The .523 slugging percentage against him is the worst mark of his career.
“We always seem to have a length guy available, and you’re always wanting to leave a length guy for the following day in case something happens,” Hinch said. “When I use Englert, that falls to Holton and Alexander. When both of those guys could be down, Tyler (Alexander) is front and center.”
In Tuesday’s 4-1 loss, Tigers first baseman Spencer Torkelson and Kansas City Royals starter Mike Mayers appeared to exchange words after Torkelson’s second strikeout.

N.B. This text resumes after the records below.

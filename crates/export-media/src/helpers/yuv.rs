// crates/export-media/src/helpers/yuv.rs
//
// YUV420P frame utilities shared across the encode pipeline.
//
// These were previously inlined as nested functions inside decode_clip_frames
// in encode.rs. Extracted here so they can be:
//   - Reused by future effects/transition helpers without touching encode.rs
//   - Unit tested independently
//   - Used by the concurrent crossfade decode path (Section 7)
//
// Layout convention for packed YUV420P byte vecs:
//   [0 .. w*h]              — Y plane, packed (no stride)
//   [w*h .. w*h + uv_w*uv_h]        — U plane, packed
//   [w*h + uv_w*uv_h .. end]         — V plane, packed
//
// "Packed" means strides are removed — each row is exactly w (or uv_w) bytes.
// ffmpeg VideoFrame rows may have padding; extract_yuv strips it.

use ffmpeg_the_third::util::frame::video::Video as VideoFrame;

/// Extract packed (stride-free) YUV420P bytes from a scaled VideoFrame.
///
/// The frame must already be in `Pixel::YUV420P` format — call swscale first.
/// Returns a single Vec laid out as Y ++ U ++ V (see module doc for offsets).
pub fn extract_yuv(yuv: &VideoFrame, w: usize, h: usize, uv_w: usize, uv_h: usize) -> Vec<u8> {
    let mut raw = vec![0u8; w * h + uv_w * uv_h * 2];

    // Y plane
    let y_stride = yuv.stride(0);
    let y_src    = yuv.data(0);
    for row in 0..h {
        raw[row * w .. row * w + w]
            .copy_from_slice(&y_src[row * y_stride .. row * y_stride + w]);
    }

    // U plane
    let u_offset = w * h;
    let u_stride = yuv.stride(1);
    let u_src    = yuv.data(1);
    for row in 0..uv_h {
        let dst = u_offset + row * uv_w;
        raw[dst .. dst + uv_w]
            .copy_from_slice(&u_src[row * u_stride .. row * u_stride + uv_w]);
    }

    // V plane
    let v_offset = u_offset + uv_w * uv_h;
    let v_stride = yuv.stride(2);
    let v_src    = yuv.data(2);
    for row in 0..uv_h {
        let dst = v_offset + row * uv_w;
        raw[dst .. dst + uv_w]
            .copy_from_slice(&v_src[row * v_stride .. row * v_stride + uv_w]);
    }

    raw
}

/// Linear blend of two packed YUV420P frames.
///
/// `alpha` = 0.0 → 100% frame_a (outgoing clip)
/// `alpha` = 1.0 → 100% frame_b (incoming clip)
///
/// Blend is performed in gamma-encoded byte space — a linear approximation
/// that is visually correct for typical dissolves on SDR content.
/// For HDR or wide-gamut content a linear-light blend would be more accurate,
/// but that requires float intermediate storage and is out of scope here.
///
/// Both slices must have the same length (same frame dimensions).
/// Panics in debug builds if lengths differ; silently clips in release.
pub fn blend_yuv_frame(frame_a: &[u8], frame_b: &[u8], alpha: f32) -> Vec<u8> {
    debug_assert_eq!(frame_a.len(), frame_b.len(),
        "blend_yuv_frame: frame size mismatch — both clips must be scaled to the same output dimensions");

    let inv = 1.0 - alpha;
    frame_a.iter()
        .zip(frame_b.iter())
        .map(|(&a, &b)| (inv * a as f32 + alpha * b as f32).round() as u8)
        .collect()
}

/// Write a packed YUV420P buffer back into a VideoFrame's planes, respecting stride.
///
/// The inverse of `extract_yuv` — used when the blended frame needs to be sent
/// to the encoder (which expects a strided VideoFrame, not a packed buffer).
pub fn write_yuv(packed: &[u8], yuv: &mut VideoFrame, w: usize, h: usize, uv_w: usize, uv_h: usize) {
    // Y plane
    let y_stride = yuv.stride(0);
    let y_dst    = yuv.data_mut(0);
    for row in 0..h {
        y_dst[row * y_stride .. row * y_stride + w]
            .copy_from_slice(&packed[row * w .. row * w + w]);
    }

    // U plane
    let u_offset = w * h;
    let u_stride = yuv.stride(1);
    let u_dst    = yuv.data_mut(1);
    for row in 0..uv_h {
        let src = u_offset + row * uv_w;
        u_dst[row * u_stride .. row * u_stride + uv_w]
            .copy_from_slice(&packed[src .. src + uv_w]);
    }

    // V plane
    let v_offset = u_offset + uv_w * uv_h;
    let v_stride = yuv.stride(2);
    let v_dst    = yuv.data_mut(2);
    for row in 0..uv_h {
        let src = v_offset + row * uv_w;
        v_dst[row * v_stride .. row * v_stride + uv_w]
            .copy_from_slice(&packed[src .. src + uv_w]);
    }
}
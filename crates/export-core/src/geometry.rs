// crates/export-core/src/geometry.rs
//
// Pixel-space math shared by the render effects and the camera PiP
// compositor. Operates on plain f32/u32 — no FFmpeg, no pixel buffers.
//
// `clamp01`/`lerp`/`norm_x`/`norm_y`/`center_dist` mirror the transition
// math kept in `effects::helpers`; this module covers the rect/placement
// arithmetic the old transitions module never needed.

use crate::model::{CameraPipConfig, PipPosition, PipShape, PipSize};

#[inline]
pub fn clamp01(v: f32) -> f32 {
    v.clamp(0.0, 1.0)
}

#[inline]
pub fn lerp(a: f32, b: f32, t: f32) -> f32 {
    a + (b - a) * t
}

/// An axis-aligned pixel rectangle.
#[derive(Debug, Clone, Copy, PartialEq)]
pub struct PixelRect {
    pub x: i64,
    pub y: i64,
    pub w: u32,
    pub h: u32,
}

/// Computes the on-canvas placement of a PiP overlay of `size_percent` of
/// `dst_w`, at the given corner, with `margin = round(dst_w * 0.02)` (§4.6).
///
/// For `Square`/`Circle` shapes the overlay is forced to 1:1 — the caller
/// center-crops the source to match before blitting.
pub fn pip_placement(dst_w: u32, dst_h: u32, cfg: &CameraPipConfig, src_aspect: f32) -> PixelRect {
    let size_px = (dst_w as f32 * cfg.size.percent() / 100.0).round() as u32;
    let margin = (dst_w as f32 * 0.02).round() as i64;

    let (w, h) = match cfg.shape {
        PipShape::Square | PipShape::Circle => (size_px, size_px),
        PipShape::Rectangle | PipShape::RoundedRect => {
            let h = (size_px as f32 / src_aspect).round() as u32;
            (size_px, h)
        }
    };

    let (x, y) = match cfg.position {
        PipPosition::TopLeft => (margin, margin),
        PipPosition::TopRight => (dst_w as i64 - w as i64 - margin, margin),
        PipPosition::BottomLeft => (margin, dst_h as i64 - h as i64 - margin),
        PipPosition::BottomRight => {
            (dst_w as i64 - w as i64 - margin, dst_h as i64 - h as i64 - margin)
        }
    };

    PixelRect { x, y, w, h }
}

/// Effective border radius in pixels for a PiP overlay, per §4.6: circle
/// forces 50% radius; other shapes use the configured percentage.
pub fn pip_border_radius_px(cfg: &CameraPipConfig, rect: &PixelRect) -> f32 {
    let short_side = rect.w.min(rect.h) as f32;
    let pct = match cfg.shape {
        PipShape::Circle => 50.0,
        _ => cfg.border_radius_pct,
    };
    short_side * pct / 100.0
}

/// True if pixel `(px, py)` (relative to `rect`'s top-left) lies inside a
/// rounded rectangle of the given corner radius.
pub fn inside_rounded_rect(px: i64, py: i64, w: u32, h: u32, radius: f32) -> bool {
    if px < 0 || py < 0 || px >= w as i64 || py >= h as i64 {
        return false;
    }
    if radius <= 0.0 {
        return true;
    }
    let (w, h) = (w as f32, h as f32);
    let (fx, fy) = (px as f32, py as f32);
    let r = radius.min(w / 2.0).min(h / 2.0);

    // Distance into whichever corner region (px, py) falls in; 0 outside
    // the corner boxes (i.e. in the cross formed by the two full-size
    // strips), meaning always inside there.
    let cx = if fx < r { r - fx } else if fx > w - r { fx - (w - r) } else { 0.0 };
    let cy = if fy < r { r - fy } else if fy > h - r { fy - (h - r) } else { 0.0 };
    if cx <= 0.0 || cy <= 0.0 {
        return true;
    }
    (cx * cx + cy * cy) <= r * r
}

#[cfg(test)]
mod tests {
    use super::*;

    fn cfg(position: PipPosition, size: PipSize, shape: PipShape) -> CameraPipConfig {
        CameraPipConfig {
            camera_url: "camera-1700000000000.webm".into(),
            enabled: true,
            position,
            size,
            shape,
            border_radius_pct: 12.0,
        }
    }

    #[test]
    fn e4_medium_circle_bottom_right_1280_wide() {
        let c = cfg(PipPosition::BottomRight, PipSize::Medium, PipShape::Circle);
        let rect = pip_placement(1280, 720, &c, 1.0);
        // 22% of 1280 = 281.6 -> rounds to 282
        assert_eq!(rect.w, 282);
        assert_eq!(rect.h, 282);
        let margin = (1280.0_f32 * 0.02).round() as i64;
        assert_eq!(rect.x, 1280 - 282 - margin);
        assert_eq!(rect.y, 720 - 282 - margin);
    }

    #[test]
    fn circle_forces_50_percent_radius() {
        let c = cfg(PipPosition::TopLeft, PipSize::Small, PipShape::Circle);
        let rect = pip_placement(1000, 1000, &c, 1.0);
        let r = pip_border_radius_px(&c, &rect);
        assert!((r - rect.w as f32 / 2.0).abs() < 1.0);
    }

    #[test]
    fn rect_shape_respects_aspect() {
        let c = cfg(PipPosition::TopLeft, PipSize::Medium, PipShape::Rectangle);
        let rect = pip_placement(1280, 720, &c, 16.0 / 9.0);
        assert!(rect.h < rect.w);
    }

    #[test]
    fn rounded_rect_corner_membership() {
        assert!(inside_rounded_rect(0, 0, 100, 100, 0.0));
        assert!(!inside_rounded_rect(0, 0, 100, 100, 20.0)); // sharp corner cut
        assert!(inside_rounded_rect(50, 50, 100, 100, 20.0)); // center always in
        assert!(!inside_rounded_rect(-1, 50, 100, 100, 20.0)); // outside bounds
    }
}
// crates/export-media/src/video_encoder.rs
//
// H.264 video stream setup and per-frame encode, lifted nearly unchanged
// from `encode.rs::run_encode`'s video stream construction: CRF-controlled
// VBR (bit_rate left at 0, `crf`/`preset` passed via the open dictionary),
// `set_aspect_ratio(1,1)` forced again after `open_as_with` because
// libavcodec resets SAR to 0:1 on open, and codec parameters copied into the
// stream's codecpar via the raw `avcodec_parameters_from_context` FFI call
// since this version of `Stream::codec()` doesn't exist.

use export_core::error::{ExportError, ExportResult};
use ffmpeg_the_third as ffmpeg;
use ffmpeg::codec::context::Context as CodecContext;
use ffmpeg::codec::{self, encoder};
use ffmpeg::format::context::Output;
use ffmpeg::format::Pixel;
use ffmpeg::util::dictionary::Owned as Dictionary;
use ffmpeg::util::frame::video::Video as VideoFrame;
use ffmpeg::util::rational::Rational;
use ffmpeg::Packet;

pub struct VideoEncoderConfig {
    pub width: u32,
    pub height: u32,
    pub frame_rate: u32,
    pub crf: &'static str,
    pub preset: &'static str,
}

pub struct VideoEncoder {
    encoder: encoder::video::Video,
    stream_index: usize,
    time_base: Rational,
    next_pts: i64,
}

impl VideoEncoder {
    pub fn open(octx: &mut Output, cfg: &VideoEncoderConfig) -> ExportResult<Self> {
        let codec = encoder::find(codec::Id::H264)
            .ok_or_else(|| ExportError::EncoderError("h264 encoder not available".into()))?;

        let mut stream = octx
            .add_stream(codec)
            .map_err(|e| ExportError::EncoderError(e.to_string()))?;
        let stream_index = stream.index();

        let ctx = CodecContext::new_with_codec(codec);
        let mut video_enc = ctx
            .encoder()
            .video()
            .map_err(|e| ExportError::EncoderError(e.to_string()))?;

        let time_base = Rational::new(1, cfg.frame_rate as i32);
        video_enc.set_width(cfg.width);
        video_enc.set_height(cfg.height);
        video_enc.set_format(Pixel::YUV420P);
        video_enc.set_time_base(time_base);
        video_enc.set_frame_rate(Some(Rational::new(cfg.frame_rate as i32, 1)));
        video_enc.set_bit_rate(0);

        let mut opts = Dictionary::new();
        opts.set("crf", cfg.crf);
        opts.set("preset", cfg.preset);

        let mut opened = video_enc
            .open_as_with(codec, opts)
            .map_err(|e| ExportError::EncoderError(e.to_string()))?;

        // libavcodec resets SAR to 0:1 during open; force it back to square
        // pixels afterward rather than relying on the pre-open value.
        opened.set_aspect_ratio(Rational::new(1, 1));

        unsafe {
            ffmpeg::ffi::avcodec_parameters_from_context(
                stream.parameters().as_mut_ptr(),
                opened.as_ptr(),
            );
        }
        stream.set_time_base(time_base);

        Ok(VideoEncoder { encoder: opened, stream_index, time_base, next_pts: 0 })
    }

    /// Encodes one RGBA8 frame already converted to YUV420P by the caller.
    pub fn encode_yuv_frame(&mut self, octx: &mut Output, yuv: &VideoFrame) -> ExportResult<()> {
        let mut frame = yuv.clone();
        frame.set_pts(Some(self.next_pts));
        self.next_pts += 1;

        self.encoder
            .send_frame(&frame)
            .map_err(|e| ExportError::EncoderError(e.to_string()))?;
        self.drain_packets(octx)
    }

    pub fn flush(&mut self, octx: &mut Output) -> ExportResult<()> {
        self.encoder
            .send_eof()
            .map_err(|e| ExportError::EncoderError(e.to_string()))?;
        self.drain_packets(octx)
    }

    fn drain_packets(&mut self, octx: &mut Output) -> ExportResult<()> {
        let mut packet = Packet::empty();
        while self.encoder.receive_packet(&mut packet).is_ok() {
            packet.set_stream(self.stream_index);
            packet.rescale_ts(self.time_base, octx.stream(self.stream_index).unwrap().time_base());
            packet
                .write_interleaved(octx)
                .map_err(|e| ExportError::MuxerError(e.to_string()))?;
            packet = Packet::empty();
        }
        Ok(())
    }
}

Torkelson, who stared down Mayers, seemingly wanted him to challenge him with a fastball.
Torkelson struck out on three consecutive sliders.
“When you strike out, you’re never happy,” Torkelson said, “and of course, it’s not my fault I struck out, it’s his. You’re going to not like him for a couple minutes, but that’s pretty much it .”
Mayers, a 31-year-old making the seventh start of his 200-game career, allowed one run on six hits and one walk with eight strikeouts over 4⅔ innings, throwing 54 of 84 pitches for strikes.
His fastball and slider perplexed the Tigers.
“He didn’t make a lot of mistakes,” Torkelson said. “I got one mistake, and I missed it. It was with two strikes with the slider. He just didn’t throw his fastball over the heart (of the plate) and didn’t miss without the slider.”